Tony Hoare invented the null reference in 1965, and he considers it his “billion-dollar mistake” for the amount of trouble it has caused. Even today, SQL’s null value is the cause of several common mistakes.
Let’s go over the most egregious.
These two queries return the exact same result on a users table with many rows:
select * from users where deleted_at = null; -- result: 0 rows select * from users where deleted_at != null; -- result: 0 rows
How can that be? It’s because null represents an “unknown” type. This means it doesn’t make sense to compare null to anything else with normal conditional operators. Null isn’t even equal to itself:
select null > 0; -- result: null select null < 0; -- result: null select null = 0; -- result: null select null = null; -- result: null
The right way to compare values with null is with the is, and is not operators:
select * from users
where deleted_at is null; -- result: all non-deleted users select * from users where deleted_at is not null; -- result: all deleted users
If you want to check if two columns are different, you can use is distinct from:
select * from users where has_address is distinct from has_photo -- result: users with an address or -- photo, but not both
Not in Null
One handy way to filter rows is with a subselect. For example, if you wanted the users who did not have any packages, you could write a query like this:
select * from users where id not in (select user_id from packages)

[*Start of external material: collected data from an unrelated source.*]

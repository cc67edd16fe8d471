//! In-Memory Speech Cache Implementation

use async_trait::async_trait;
use chrono::{DateTime, Utc};
use dashmap::DashMap;
use std::sync::atomic::{AtomicU64, Ordering};
use std::time::Duration;

use crate::application::ports::{CacheEntry, CacheError, CacheStats, SpeechCachePort, SweepResult};

/// 内存合成缓存
///
/// 进程退出即丢失，主要用于测试
pub struct InMemorySpeechCache {
    /// content_hash -> (条目, 最后访问时间)
    entries: DashMap<String, (CacheEntry, DateTime<Utc>)>,
    hit_count: AtomicU64,
    miss_count: AtomicU64,
}

impl InMemorySpeechCache {
    pub fn new() -> Self {
        Self {
            entries: DashMap::new(),
            hit_count: AtomicU64::new(0),
            miss_count: AtomicU64::new(0),
        }
    }
}

impl Default for InMemorySpeechCache {
    fn default() -> Self {
        Self::new()
    }
}

#[async_trait]
impl SpeechCachePort for InMemorySpeechCache {
    async fn get(&self, content_hash: &str) -> Result<Option<CacheEntry>, CacheError> {
        match self.entries.get_mut(content_hash) {
            Some(mut slot) => {
                slot.1 = Utc::now();
                self.hit_count.fetch_add(1, Ordering::Relaxed);
                Ok(Some(slot.0.clone()))
            }
            None => {
                self.miss_count.fetch_add(1, Ordering::Relaxed);
                Ok(None)
            }
        }
    }

    async fn put(&self, entry: CacheEntry) -> Result<(), CacheError> {
        self.entries
            .entry(entry.content_hash.clone())
            .and_modify(|slot| slot.1 = Utc::now())
            .or_insert_with(|| (entry, Utc::now()));
        Ok(())
    }

    async fn sweep_expired(&self, ttl: Duration) -> Result<SweepResult, CacheError> {
        let ttl = chrono::Duration::from_std(ttl)
            .map_err(|e| CacheError::IoError(e.to_string()))?;
        let cutoff = Utc::now() - ttl;

        let mut result = SweepResult::default();
        self.entries.retain(|_, (entry, accessed)| {
            if *accessed < cutoff {
                result.removed_entries += 1;
                result.freed_bytes += entry.audio_data.len() as u64;
                false
            } else {
                true
            }
        });

        tracing::debug!(removed = result.removed_entries, "In-memory cache swept");
        Ok(result)
    }

    async fn stats(&self) -> CacheStats {
        CacheStats {
            total_entries: self.entries.len(),
            total_size_bytes: self
                .entries
                .iter()
                .map(|slot| slot.0.audio_data.len() as u64)
                .sum(),
            hit_count: self.hit_count.load(Ordering::Relaxed),
            miss_count: self.miss_count.load(Ordering::Relaxed),
        }
    }
}

#[cfg(test)]
mod tests {
    use super::*;
    use crate::application::ports::{content_hash, AudioFormat};

    fn entry(text: &str, data: Vec<u8>) -> CacheEntry {
        CacheEntry {
            content_hash: content_hash(text),
            format: AudioFormat::Wav,
            audio_data: data,
        }
    }

    #[tokio::test]
    async fn test_put_keeps_first_write() {
        let cache = InMemorySpeechCache::new();
        cache.put(entry("a", vec![1, 2])).await.unwrap();
        cache.put(entry("a", vec![3])).await.unwrap();

        let hit = cache.get(&content_hash("a")).await.unwrap().unwrap();
        assert_eq!(hit.audio_data, vec![1, 2]);
        assert!(cache.get(&content_hash("b")).await.unwrap().is_none());

        let stats = cache.stats().await;
        assert_eq!(stats.total_entries, 1);
        assert_eq!(stats.total_size_bytes, 2);
        assert_eq!((stats.hit_count, stats.miss_count), (1, 1));
    }

    #[tokio::test]
    async fn test_sweep_with_zero_ttl_clears_everything() {
        let cache = InMemorySpeechCache::new();
        cache.put(entry("a", vec![0; 8])).await.unwrap();
        tokio::time::sleep(Duration::from_millis(5)).await;

        let result = cache.sweep_expired(Duration::ZERO).await.unwrap();
        assert_eq!(result.removed_entries, 1);
        assert_eq!(result.freed_bytes, 8);
        assert_eq!(cache.stats().await.total_entries, 0);
    }

    #[tokio::test]
    async fn test_sweep_keeps_recent_entries() {
        let cache = InMemorySpeechCache::new();
        cache.put(entry("a", vec![0; 8])).await.unwrap();

        let result = cache.sweep_expired(Duration::from_secs(3600)).await.unwrap();
        assert_eq!(result, SweepResult::default());
        assert_eq!(cache.stats().await.total_entries, 1);
    }
}
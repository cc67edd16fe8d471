//! 脚本分段器
//!
//! 把生成的播报脚本按音效占位符切成有序的段落：
//! 纯旁白 (`PlainSpeech`) 或四种音效提示 (`SfxCue`) 之一。
//!
//! 分段本身不做结构校验（末尾悬空的提示符只有在消费时才能发现），
//! 见 `domain::mixer::plan_mix`。

use regex::Regex;
use serde::{Deserialize, Serialize};
use std::fmt;
use std::sync::OnceLock;

/// 音效提示类型
#[derive(Debug, Clone, Copy, PartialEq, Eq, Hash, PartialOrd, Ord, Serialize, Deserialize)]
#[serde(rename_all = "snake_case")]
pub enum CueKind {
    Intro,
    ArticleStart,
    ArticleBreak,
    Outro,
}

impl CueKind {
    pub const ALL: [CueKind; 4] = [
        CueKind::Intro,
        CueKind::ArticleStart,
        CueKind::ArticleBreak,
        CueKind::Outro,
    ];

    /// 脚本中的占位符
    pub fn placeholder(self) -> &'static str {
        match self {
            CueKind::Intro => "[INTRO]",
            CueKind::ArticleStart => "[ARTICLE_START]",
            CueKind::ArticleBreak => "[ARTICLE_BREAK]",
            CueKind::Outro => "[OUTRO]",
        }
    }

    /// 配置键名
    pub fn key(self) -> &'static str {
        match self {
            CueKind::Intro => "intro",
            CueKind::ArticleStart => "article_start",
            CueKind::ArticleBreak => "article_break",
            CueKind::Outro => "outro",
        }
    }

    fn from_token(token: &str) -> Option<Self> {
        Self::ALL.into_iter().find(|kind| kind.placeholder() == token)
    }
}

impl fmt::Display for CueKind {
    fn fmt(&self, f: &mut fmt::Formatter<'_>) -> fmt::Result {
        f.write_str(self.key())
    }
}

/// 段落类型
#[derive(Debug, Clone, Copy, PartialEq, Eq)]
pub enum SectionKind {
    PlainSpeech,
    SfxCue(CueKind),
}

/// 脚本段落（分段后不可变）
#[derive(Debug, Clone, PartialEq, Eq)]
pub struct ScriptSection {
    pub index: usize,
    pub kind: SectionKind,
    /// 旁白文本，提示符段落为 None
    pub text: Option<String>,
}

impl ScriptSection {
    pub fn is_cue(&self) -> bool {
        matches!(self.kind, SectionKind::SfxCue(_))
    }
}

fn placeholder_pattern() -> &'static Regex {
    static PATTERN: OnceLock<Regex> = OnceLock::new();
    PATTERN.get_or_init(|| {
        let alternatives: Vec<String> = CueKind::ALL
            .iter()
            .map(|kind| regex::escape(kind.placeholder()))
            .collect();
        Regex::new(&alternatives.join("|")).expect("placeholder pattern is valid")
    })
}

/// 对脚本分段
///
/// 按占位符切分，去除首尾空白，丢弃空片段，保持原始顺序
pub fn segment_script(script: &str) -> Vec<ScriptSection> {
    let mut sections = Vec::new();
    let mut cursor = 0;

    let push_text = |sections: &mut Vec<ScriptSection>, fragment: &str| {
        let trimmed = fragment.trim();
        if !trimmed.is_empty() {
            sections.push(ScriptSection {
                index: sections.len(),
                kind: SectionKind::PlainSpeech,
                text: Some(trimmed.to_string()),
            });
        }
    };

    for found in placeholder_pattern().find_iter(script) {
        push_text(&mut sections, &script[cursor..found.start()]);
        if let Some(kind) = CueKind::from_token(found.as_str()) {
            sections.push(ScriptSection {
                index: sections.len(),
                kind: SectionKind::SfxCue(kind),
                text: None,
            });
        }
        cursor = found.end();
    }
    push_text(&mut sections, &script[cursor..]);

    sections
}

#[cfg(test)]
mod tests {
    use super::*;

    #[test]
    fn test_plain_script() {
        let sections = segment_script("  Good evening.  ");
        assert_eq!(sections.len(), 1);
        assert_eq!(sections[0].kind, SectionKind::PlainSpeech);
        assert_eq!(sections[0].text.as_deref(), Some("Good evening."));
    }

    #[test]
    fn test_cues_and_text_in_order() {
        let script = "[INTRO] Welcome to the news.\n[ARTICLE_START]First story.\n\
                      [ARTICLE_BREAK] Second story. [OUTRO] Goodbye.";
        let kinds: Vec<SectionKind> = segment_script(script).iter().map(|s| s.kind).collect();
        assert_eq!(
            kinds,
            vec![
                SectionKind::SfxCue(CueKind::Intro),
                SectionKind::PlainSpeech,
                SectionKind::SfxCue(CueKind::ArticleStart),
                SectionKind::PlainSpeech,
                SectionKind::SfxCue(CueKind::ArticleBreak),
                SectionKind::PlainSpeech,
                SectionKind::SfxCue(CueKind::Outro),
                SectionKind::PlainSpeech,
            ]
        );
    }

    #[test]
    fn test_indices_are_sequential() {
        let sections = segment_script("[INTRO]a[OUTRO]b");
        let indices: Vec<usize> = sections.iter().map(|s| s.index).collect();
        assert_eq!(indices, vec![0, 1, 2, 3]);
    }

    #[test]
    fn test_empty_fragments_dropped() {
        let sections = segment_script("[INTRO]   \n [ARTICLE_START] text");
        assert_eq!(sections.len(), 3);
        assert!(sections[0].is_cue());
        assert!(sections[1].is_cue());
        assert_eq!(sections[2].text.as_deref(), Some("text"));
    }

    #[test]
    fn test_trailing_cue_kept() {
        let sections = segment_script("Hello [OUTRO]");
        assert_eq!(sections.len(), 2);
        assert_eq!(sections[1].kind, SectionKind::SfxCue(CueKind::Outro));
    }

    #[test]
    fn test_empty_script() {
        assert!(segment_script("").is_empty());
        assert!(segment_script("  \n\t ").is_empty());
    }

    #[test]
    fn test_unknown_brackets_are_text() {
        let sections = segment_script("[BREAKING] news");
        assert_eq!(sections.len(), 1);
        assert_eq!(sections[0].text.as_deref(), Some("[BREAKING] news"));
    }
}
//! Domain Errors

use thiserror::Error;

use super::script::CueKind;

#[derive(Debug, Error, PartialEq, Eq)]
pub enum DomainError {
    #[error("脚本为空，没有可播报的内容")]
    EmptyScript,

    #[error("提示符 {cue} (段落 {section}) 之后没有旁白")]
    CueWithoutNarration { cue: CueKind, section: usize },

    #[error("旁白音频数量不匹配: 需要 {expected}, 实际 {actual}")]
    NarrationCountMismatch { expected: usize, actual: usize },

    #[error("无效的时间偏移: {0}")]
    InvalidOffset(String),

    #[error("无效的发音词典条目: {0}")]
    InvalidLexicon(String),

    #[error("文章区间无效: 开始 {start_ms}ms 晚于结束 {end_ms}ms")]
    InvalidArticleSpan { start_ms: u64, end_ms: u64 },
}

But if one of the rows in packages has a null user_id, this query will return no results! To understand why this happens we need to factor the query like the SQL compiler does. Here’s a simpler example:
select * from users where id not in (1, 2, null)
Which translates to:
select * from users where id != 1 and id != 2 and id != null
As we now know, id != null is an unknown value, null. Using and on any value with null becomes null, so all of the other and conditions fall away. No rows match the resulting query since null is not equal to true.
If the condition is inverted, the query works fine. This time we’ll look for users with packages.
select * from users where id in (select user_id from packages)
Which we can simplify for the example:
select * from users where id in (1, 2, null)
This query translates to:
select * from users where id = 1 or id = 2 or id = null
Since the where clause is a list of or conditions, it doesn’t matter that one of them is null. That condition is simply ignored because non-true values do not change the evaluation of the rest of the clause.
When it comes to sorting, nulls are considered the largest possible value. This can lead to some frustrating queries when trying to sort values descending, since all the nulls will be on top.
This query is meant to show the users ranked by their points, but it’s putting users without any points first!
select name, points from users order by 2 desc; -- null points sort above -- any number of points!
There are two ways to deal with this. The easiest way is to get rid of those nulls in the output or the comparison using coalesce:
-- treat nulls as 0 in output select name, coalesce(points, 0) from users order by 2 desc; -- keep nulls in output, but sort as 0 select name, points from users order by coalesce(points, 0) desc;
And if your database supports it, you can instead tell it where to put nulls when sorting with nulls first or nulls last:
select name, coalesce(points, 0) from users order by 2 desc nulls last;
Of course, nulls can also be used to prevent errors. One great use of nulls is in dealing with divide by zero errors.
Divide by Zero
Divide by zero errors are especially painful. Queries that ran fine yesterday all of a sudden are failing with divide by zero errors. One common solution is to check if the denominator is 0 before dividing with a case statement:
select case when num_users = 0 then 0 else total_sales/num_users end;
The case statement approach is verbose and duplicates the denominator. That’s OK if the denominator is simple, but if it’s an expression, you’re likely to get more bugs if you change the query later.
Here we can use null to our advantage. Use nullif on the denominator to make the denominator null instead of zero. Rather than failing, the query will return null on days where num_users = 0
select total_sales/nullif(num_users, 0);
If you prefer the result to be 0 or anything else instead of null, use coalesce on the previous query:
select coalesce(total_sales/nullif(num_users, 0), 0); -- nulls results become 0
Tony Hoare may regret his mistake, but at least it’s easy to work around the issues that null presents. Now go forth with your new knowledge and keep null from nullifying your future query results!